-- Your goal --
Each entry below has to be written out again exactly.

-- Available data --
·····
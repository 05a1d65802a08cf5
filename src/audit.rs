use std::collections::HashSet;
use std::sync::Mutex;

use chrono::Utc;

use crate::auth::AuthContext;
use crate::models::audit::{AuditAction, AuditRecord};
use crate::store::{Store, fmt_ts};

/// Writes audit rows for mutations and sensitive reads. When an org has
/// audit logging disabled, writes are skipped and a single warning is
/// emitted per org per process lifetime.
pub struct AuditLog {
    warned_orgs: Mutex<HashSet<String>>,
}

impl AuditLog {
    pub fn new() -> Self {
        Self {
            warned_orgs: Mutex::new(HashSet::new()),
        }
    }

    pub fn record(
        &self,
        store: &Store,
        ctx: &AuthContext,
        action: AuditAction,
        object_type: &str,
        object_id: Option<&str>,
        description: &str,
    ) {
        self.record_with_metadata(
            store,
            ctx,
            action,
            object_type,
            object_id,
            description,
            serde_json::json!({}),
        );
    }

    pub fn record_with_metadata(
        &self,
        store: &Store,
        ctx: &AuthContext,
        action: AuditAction,
        object_type: &str,
        object_id: Option<&str>,
        description: &str,
        metadata: serde_json::Value,
    ) {
        let enabled = store
            .get_org_settings(&ctx.org_id)
            .ok()
            .flatten()
            .map(|s| s.audit_logging)
            .unwrap_or(true);
        if !enabled {
            let mut warned = self.warned_orgs.lock().unwrap();
            if warned.insert(ctx.org_id.clone()) {
                tracing::warn!("audit logging disabled for org {}", ctx.org_id);
            }
            return;
        }

        let rec = AuditRecord {
            id: uuid::Uuid::new_v4().to_string(),
            org_id: ctx.org_id.clone(),
            user_id: Some(ctx.user_id.clone()),
            user_email: Some(ctx.email.clone()),
            action,
            object_type: object_type.to_string(),
            object_id: object_id.map(str::to_string),
            description: description.to_string(),
            metadata,
            ip_address: ctx.ip_address.clone(),
            user_agent: ctx.user_agent.clone(),
            timestamp: fmt_ts(Utc::now()),
        };
        // An audit failure must not fail the audited operation itself.
        if let Err(e) = store.append_audit(&rec) {
            tracing::error!("audit write failed for org {}: {e}", ctx.org_id);
        }
    }

    /// Tenancy probes and unauthorized operations.
    pub fn access_denied(
        &self,
        store: &Store,
        ctx: &AuthContext,
        object_type: &str,
        object_id: Option<&str>,
    ) {
        self.record(
            store,
            ctx,
            AuditAction::AccessDenied,
            object_type,
            object_id,
            "access denied",
        );
    }
}

impl Default for AuditLog {
    fn default() -> Self {
        Self::new()
    }
}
·····
-- Your solution --
repository 05a1d65802a08cf5
filename src/audit.rs
use std::collections::HashSet;
use std::sync::Mutex;

use chrono::Utc;

use crate::auth::AuthContext;
use crate::models::audit::{AuditAction, AuditRecord};
use crate::store::{Store, fmt_ts};

/// Writes audit rows for mutations and sensitive reads. When an org has
/// audit logging disabled, writes are skipped and a single warning is
/// emitted per org per process lifetime.
pub struct AuditLog {
    warned_orgs: Mutex<HashSet<String>>,
}

impl AuditLog {
    pub fn new() -> Self {
        Self {
            warned_orgs: Mutex::new(HashSet::new()),
        }
    }

    pub fn record(
        &self,
        store: &Store,
        ctx: &AuthContext,
        action: AuditAction,
        object_type: &str,
        object_id: Option<&str>,
        description: &str,
    ) {
        self.record_with_metadata(
            store,
            ctx,
            action,
            object_type,
            object_id,
            description,
            serde_json::json!({}),
        );
    }

    pub fn record_with_metadata(
        &self,
        store: &Store,
        ctx: &AuthContext,
        action: AuditAction,
        object_type: &str,
        object_id: Option<&str>,
        description: &str,
        metadata: serde_json::Value,
    ) {
        let enabled = store
            .get_org_settings(&ctx.org_id)
            .ok()
            .flatten()
            .map(|s| s.audit_logging)
            .unwrap_or(true);
        if !enabled {
            let mut warned = self.warned_orgs.lock().unwrap();
            if warned.insert(ctx.org_id.clone()) {
                tracing::warn!("audit logging disabled for org {}", ctx.org_id);
            }
            return;
        }

        let rec = AuditRecord {
            id: uuid::Uuid::new_v4().to_string(),
            org_id: ctx.org_id.clone(),
            user_id: Some(ctx.user_id.clone()),
            user_email: Some(ctx.email.clone()),
            action,
            object_type: object_type.to_string(),
            object_id: object_id.map(str::to_string),
            description: description.to_string(),
            metadata,
            ip_address: ctx.ip_address.clone(),
            user_agent: ctx.user_agent.clone(),
            timestamp: fmt_ts(Utc::now()),
        };
        // An audit failure must not fail the audited operation itself.
        if let Err(e) = store.append_audit(&rec) {
            tracing::error!("audit write failed for org {}: {e}", ctx.org_id);
        }
    }

    /// Tenancy probes and unauthorized operations.
    pub fn access_denied(
        &self,
        store: &Store,
        ctx: &AuthContext,
        object_type: &str,
        object_id: Option<&str>,
    ) {
        self.record(
            store,
            ctx,
            AuditAction::AccessDenied,
            object_type,
            object_id,
            "access denied",
        );
    }
}

impl Default for AuditLog {
    fn default() -> Self {
        Self::new()
    }
}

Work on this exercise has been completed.